The answer should contain all of the data, retyped without any alteration.

◇ ◇ ◇ ◇ ◇

//! Theme API client.

use crate::error::{Result, ThemeError};
use crate::types::ThemeData;
use async_trait::async_trait;
use reqwest::{Client, Response};
use serde::Serialize;
use sitekit_core::ApiConfig;
use tracing::debug;

/// Backend holding the theme catalogue and the current selection.
#[async_trait]
pub trait ThemeApi: Send + Sync {
    /// The theme currently selected for the site.
    async fn current_theme(&self) -> Result<ThemeData>;

    /// Persist `name` as the current theme.
    async fn set_current_theme(&self, name: &str) -> Result<()>;

    /// Every available theme.
    async fn list_themes(&self) -> Result<Vec<ThemeData>>;
}

/// [`ThemeApi`] over `/api/v1/themes/`.
#[derive(Clone)]
pub struct HttpThemeApi {
    client: Client,
    base_url: String,
}

#[derive(Serialize)]
struct SelectBody<'a> {
    name: &'a str,
}

impl HttpThemeApi {
    /// Create a client for the given backend base URL with default settings.
    ///
    /// # Errors
    /// Returns error if the HTTP client cannot be created.
    pub fn new(base_url: impl Into<String>) -> Result<Self> {
        let config = ApiConfig {
            base_url: base_url.into(),
            ..ApiConfig::default()
        };
        Self::from_config(&config)
    }

    /// Create a client from API configuration.
    ///
    /// # Errors
    /// Returns error if the HTTP client cannot be created.
    pub fn from_config(config: &ApiConfig) -> Result<Self> {
        let client = Client::builder()
            .timeout(std::time::Duration::from_secs(config.timeout_secs))
            .user_agent(config.user_agent.clone())
            .build()
            .map_err(|e| ThemeError::Internal(format!("failed to create HTTP client: {e}")))?;

        Ok(Self {
            client,
            base_url: config.base().to_string(),
        })
    }

    fn current_url(&self) -> String {
        format!("{}/api/v1/themes/current/", self.base_url)
    }

    fn list_url(&self) -> String {
        format!("{}/api/v1/themes/", self.base_url)
    }
}

async fn ensure_success(response: Response) -> Result<Response> {
    let status = response.status();
    if status.is_success() {
        return Ok(response);
    }
    let message = response
        .text()
        .await
        .unwrap_or_else(|_| "Unknown error".to_string());
    Err(ThemeError::Api {
        status: status.as_u16(),
        message,
    })
}

#[async_trait]
impl ThemeApi for HttpThemeApi {
    async fn current_theme(&self) -> Result<ThemeData> {
        let response = self.client.get(self.current_url()).send().await?;
        let response = ensure_success(response).await?;
        response
            .json()
            .await
            .map_err(|e| ThemeError::InvalidTheme(format!("failed to parse current theme: {e}")))
    }

    async fn set_current_theme(&self, name: &str) -> Result<()> {
        debug!(theme = name, "selecting theme");
        let response = self
            .client
            .post(self.current_url())
            .json(&SelectBody { name })
            .send()
            .await?;
        ensure_success(response).await?;
        Ok(())
    }

    async fn list_themes(&self) -> Result<Vec<ThemeData>> {
        let response = self.client.get(self.list_url()).send().await?;
        let response = ensure_success(response).await?;
        response
            .json()
            .await
            .map_err(|e| ThemeError::InvalidTheme(format!("failed to parse theme list: {e}")))
    }
}
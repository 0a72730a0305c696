//! Batch execution for list operations.
//!
//! Batch classification and the ingredient filters classify one item per
//! request. [`BatchExecutor`] decides how many of those requests are in flight
//! at once; output order always matches input order.
//!
//! ## Strategies
//!
//! - **Sequential**: one request at a time (default)
//! - **Concurrent**: up to N requests at a time

mod executor;

pub use executor::{BatchExecutor, BatchStrategy};
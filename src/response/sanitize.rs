//! Vendor boilerplate removal.

/// Substrings the hosted endpoint appends to model output.
///
/// Removed in this order, so the longer attribution forms go before the bare
/// provider token they contain.
pub const BOILERPLATE: [&str; 5] = [
    "Powered by Pollinations.AI",
    "Support our mission",
    "https://pollinations.ai",
    "pollinations.ai",
    "pollinations",
];

/// Strip [`BOILERPLATE`] from a raw response body and trim surrounding whitespace.
///
/// Removal is literal and unconditional: a boilerplate string that occurs inside
/// legitimate model output is removed as well.
pub fn sanitize_response(text: &str) -> String {
    let mut cleaned = text.to_string();
    for pattern in BOILERPLATE {
        if cleaned.contains(pattern) {
            cleaned = cleaned.replace(pattern, "");
        }
    }
    cleaned.trim().to_string()
}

◇ ◇ ◇ ◇ ◇

SOLUTION:
//! Theme API client.

use crate::error::{Result, ThemeError};
use crate::types::ThemeData;
use async_trait::async_trait;
use reqwest::{Client, Response};
use serde::Serialize;
use sitekit_core::ApiConfig;
use tracing::debug;

/// Backend holding the theme catalogue and the current selection.
#[async_trait]
pub trait ThemeApi: Send + Sync {
    /// The theme currently selected for the site.
    async fn current_theme(&self) -> Result<ThemeData>;

    /// Persist `name` as the current theme.
    async fn set_current_theme(&self, name: &str) -> Result<()>;

    /// Every available theme.
    async fn list_themes(&self) -> Result<Vec<ThemeData>>;
}

/// [`ThemeApi`] over `/api/v1/themes/`.
#[derive(Clone)]
pub struct HttpThemeApi {
    client: Client,
    base_url: String,
}

#[derive(Serialize)]
struct SelectBody<'a> {
    name: &'a str,
}

impl HttpThemeApi {
    /// Create a client for the given backend base URL with default settings.
    ///
    /// # Errors
    /// Returns error if the HTTP client cannot be created.
    pub fn new(base_url: impl Into<String>) -> Result<Self> {
        let config = ApiConfig {
            base_url: base_url.into(),
            ..ApiConfig::default()
        };
        Self::from_config(&config)
    }

    /// Create a client from API configuration.
    ///
    /// # Errors
    /// Returns error if the HTTP client cannot be created.
    pub fn from_config(config: &ApiConfig) -> Result<Self> {
        let client = Client::builder()
            .timeout(std::time::Duration::from_secs(config.timeout_secs))
            .user_agent(config.user_agent.clone())
            .build()
            .map_err(|e| ThemeError::Internal(format!("failed to create HTTP client: {e}")))?;

        Ok(Self {
            client,
            base_url: config.base().to_string(),
        })
    }

    fn current_url(&self) -> String {
        format!("{}/api/v1/themes/current/", self.base_url)
    }

    fn list_url(&self) -> String {
        format!("{}/api/v1/themes/", self.base_url)
    }
}

async fn ensure_success(response: Response) -> Result<Response> {
    let status = response.status();
    if status.is_success() {
        return Ok(response);
    }
    let message = response
        .text()
        .await
        .unwrap_or_else(|_| "Unknown error".to_string());
    Err(ThemeError::Api {
        status: status.as_u16(),
        message,
    })
}

#[async_trait]
impl ThemeApi for HttpThemeApi {
    async fn current_theme(&self) -> Result<ThemeData> {
        let response = self.client.get(self.current_url()).send().await?;
        let response = ensure_success(response).await?;
        response
            .json()
            .await
            .map_err(|e| ThemeError::InvalidTheme(format!("failed to parse current theme: {e}")))
    }

    async fn set_current_theme(&self, name: &str) -> Result<()> {
        debug!(theme = name, "selecting theme");
        let response = self
            .client
            .post(self.current_url())
            .json(&SelectBody { name })
            .send()
            .await?;
        ensure_success(response).await?;
        Ok(())
    }

    async fn list_themes(&self) -> Result<Vec<ThemeData>> {
        let response = self.client.get(self.list_url()).send().await?;
        let response = ensure_success(response).await?;
        response
            .json()
            .await
            .map_err(|e| ThemeError::InvalidTheme(format!("failed to parse theme list: {e}")))
    }
}
repository 0a72730a0305c696
//! Batch execution for list operations.
//!
//! Batch classification and the ingredient filters classify one item per
//! request. [`BatchExecutor`] decides how many of those requests are in flight
//! at once; output order always matches input order.
//!
//! ## Strategies
//!
//! - **Sequential**: one request at a time (default)
//! - **Concurrent**: up to N requests at a time

mod executor;

pub use executor::{BatchExecutor, BatchStrategy};
filename src/response/sanitize.rs
//! Vendor boilerplate removal.

/// Substrings the hosted endpoint appends to model output.
///
/// Removed in this order, so the longer attribution forms go before the bare
/// provider token they contain.
pub const BOILERPLATE: [&str; 5] = [
    "Powered by Pollinations.AI",
    "Support our mission",
    "https://pollinations.ai",
    "pollinations.ai",
    "pollinations",
];

/// Strip [`BOILERPLATE`] from a raw response body and trim surrounding whitespace.
///
/// Removal is literal and unconditional: a boilerplate string that occurs inside
/// legitimate model output is removed as well.
pub fn sanitize_response(text: &str) -> String {
    let mut cleaned = text.to_string();
    for pattern in BOILERPLATE {
        if cleaned.contains(pattern) {
            cleaned = cleaned.replace(pattern, "");
        }
    }
    cleaned.trim().to_string()
}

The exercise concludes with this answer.